すると、水辺の岩陰に、ひっそりと生える青い植物を見つけた。
「あった! これだ!」
思わず声に出して、薬草に手を伸ばした瞬間。
バシャァァッ!!
ものすごい水しぶきを上げて、湖の中から巨大な影が飛び出してきた。
「うわあっ!?」
現れたのは、牛くらいある巨大なカエルの魔物だった。
全身からヌルヌルとした粘液を垂らし、ギョロリとした目でこちらを睨んでいる。
『ゲロロロォォッ!』
巨大カエルが、ムチのような長い舌を勢いよく伸ばしてきた。
「くっ……!」
僕は素早く、左手の鉄の盾を構える。
ガギィィンッ!
ものすごい衝撃で、腕がビリビリと痺れた。
足を踏ん張っていないと、そのまま吹き飛ばされそうになる。
(重い……っ! やっぱり、一人だとキツい!)
いつもなら、ここでエマの炎魔法が飛んでくるはずだ。
僕が防いで、エマが魔法を当てて敵を怯ませる。
でも、今は僕一人しかいない。
大好きなエマの「ジュウウッ」という援護はないんだ。
『ゲゲァッ!』
カエルが再び、太い舌を鞭のようにしならせて撃ち出してくる。
(僕が、エマを助けるんだ!)
僕は盾で防ぐのをやめ、横に大きく飛んで攻撃をかわした。
ベチャッ!
カエルの舌が地面に激突し、一瞬だけ動きが止まる。
その隙を見逃さなかった。
「いっけえぇぇ!」
地面を強く蹴り、一気に距離を詰める。
右手に握った剣を、渾身の力で振り下ろした。
シュパンッ!
ブシャァァッ!
強化された鋭い刃が、巨大カエルの体を深く切り裂いた。
『ギギャアアッ……』
カエルの魔物は不気味な鳴き声を上げると、ドサリと崩れ落ちて動かなくなった。
「はぁ、はぁ、はぁ……」
肩で大きく息をする。
膝が笑って、その場にへたり込みそうになった。
(勝てた……。

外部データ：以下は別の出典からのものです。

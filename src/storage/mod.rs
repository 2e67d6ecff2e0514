//! Abstract external-store interfaces the pipeline depends on: a key-value
//! store with TTLs and per-field writes, and an ordered set for the
//! leaderboard. A real deployment may back both with the same system.
//! `memory` provides an in-memory implementation of both, suitable for a
//! single process and for tests; production deployments would implement
//! these traits against whatever store they already run.

pub mod memory;

use crate::error::Result;

/// A TTL-aware key/hash-field store.
///
/// `Key` is left generic over anything `Eq + Hash + Clone`; callers
/// construct their own composite keys (see `pipeline.rs`).
pub trait KeyValueStore<K, V>: Send + Sync {
    fn get(&self, key: &K) -> Result<Option<V>>;
    fn set(&self, key: K, value: V, ttl_secs: u64) -> Result<()>;
    fn delete(&self, key: &K) -> Result<()>;
}

/// An ordered set keyed by a composite score, ascending (lower is better).
pub trait OrderedSetStore<K, M>: Send + Sync {
    /// Inserts or overwrites `member`'s score within the set named by `key`.
    fn upsert(&self, key: &K, member: M, score: i64, ttl_secs: u64) -> Result<()>;
    /// Returns up to `n` members in ascending score order.
    fn top_n(&self, key: &K, n: usize) -> Result<Vec<(M, i64)>>;
    /// 1-based rank of `member` within the set, if present.
    fn rank(&self, key: &K, member: &M) -> Result<Option<usize>>;
}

一人でも、やれたんだ)
でも、喜んでいる暇はない。
エマの熱を下げるのが最優先だ。
僕は震える手で、岩陰に生えていた、青い三つ葉の薬草を丁寧に摘み取った。
(エマ、待ってて……!)
僕は薬草をしっかりと握りしめ、エマが待つ拠点に向かって全力で走り出した。